### Task goal
Work through the data below and copy out every line where "misses" is found.

### Exercise inputs

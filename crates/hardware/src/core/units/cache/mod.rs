//! Set-Associative Cache Model.
//!
//! This module models the timing-relevant behaviour of the instruction and data
//! caches. It provides:
//! 1. **Address Split:** Block offset, set index, and tag derived from the configured geometry.
//! 2. **Replacement:** True LRU per set (see [`lru`]).
//! 3. **Accounting:** Hit and miss counters.
//!
//! Only tags are tracked. Data always comes from the memory store, and there is
//! no dirty state, so reads and writes behave identically.

/// Per-set LRU tag stack.
pub mod lru;

use self::lru::{LruSet, SetAccess};
use crate::common::data::CacheOp;
use crate::common::error::ConfigError;
use crate::config::CacheConfig;

/// Cache simulator for one cache level.
#[derive(Clone, Debug)]
pub struct CacheSim {
    name: &'static str,
    config: CacheConfig,
    offset_bits: u32,
    index_bits: u32,
    sets: Vec<LruSet>,
    /// Number of accesses that found their block resident.
    pub hits: u64,
    /// Number of accesses that had to install their block.
    pub misses: u64,
}

impl CacheSim {
    /// Creates an empty cache after validating its geometry.
    ///
    /// # Arguments
    ///
    /// * `name` - Label used in errors, traces, and the cache report (`"I-cache"`).
    /// * `config` - Size, block size, associativity, and miss latency.
    ///
    /// # Errors
    ///
    /// Any [`ConfigError`] reported by [`CacheConfig::validate`].
    pub fn new(name: &'static str, config: &CacheConfig) -> Result<Self, ConfigError> {
        config.validate(name)?;
        let num_sets = config.num_sets();
        Ok(Self {
            name,
            config: *config,
            offset_bits: config.block_bytes.trailing_zeros(),
            index_bits: num_sets.trailing_zeros(),
            sets: (0..num_sets).map(|_| LruSet::new(config.ways as usize)).collect(),
            hits: 0,
            misses: 0,
        })
    }

    /// Label given at construction.
    pub const fn name(&self) -> &'static str {
        self.name
    }

    /// Geometry this cache was built with.
    pub const fn config(&self) -> &CacheConfig {
        &self.config
    }

    /// Stall cycles charged for a miss.
    pub const fn miss_latency(&self) -> u64 {
        self.config.miss_latency
    }

    /// Number of block-offset bits.
    pub const fn offset_bits(&self) -> u32 {
        self.offset_bits
    }

    /// Number of set-index bits.
    pub const fn index_bits(&self) -> u32 {
        self.index_bits
    }

    /// Splits an address into `(set index, tag)`.
    pub const fn locate(&self, addr: u64) -> (usize, u64) {
        let block = addr >> self.offset_bits;
        let index_mask = (1u64 << self.index_bits) - 1;
        ((block & index_mask) as usize, block >> self.index_bits)
    }

    /// Presents one access to the cache.
    ///
    /// # Arguments
    ///
    /// * `addr` - Byte address of the access.
    /// * `op` - Read or write; both update recency the same way.
    ///
    /// # Returns
    ///
    /// `true` on a hit, `false` on a miss (the block is installed either way).
    pub fn access(&mut self, addr: u64, op: CacheOp) -> bool {
        let (index, tag) = self.locate(addr);
        match self.sets[index].access(tag) {
            SetAccess::Hit => {
                self.hits += 1;
                tracing::debug!(set = index, "{} hit at {addr:#x} ({op:?})", self.name);
                true
            }
            SetAccess::Miss { evicted } => {
                self.misses += 1;
                tracing::debug!(
                    set = index,
                    evicted = ?evicted,
                    "{} miss at {addr:#x} ({op:?})",
                    self.name
                );
                false
            }
        }
    }

    /// `true` if the block holding `addr` is resident. Does not touch recency or counters.
    pub fn contains(&self, addr: u64) -> bool {
        let (index, tag) = self.locate(addr);
        self.sets[index].contains(tag)
    }

    /// Resident tags of set `index`, least recently used first.
    pub fn set_tags(&self, index: usize) -> Vec<u64> {
        self.sets
            .get(index)
            .map(|s| s.tags().collect())
            .unwrap_or_default()
    }

    /// Number of sets.
    pub fn num_sets(&self) -> usize {
        self.sets.len()
    }

    /// Associativity.
    pub const fn ways(&self) -> u64 {
        self.config.ways
    }
}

### Response area
    pub misses: u64,
            misses: 0,
                self.misses += 1;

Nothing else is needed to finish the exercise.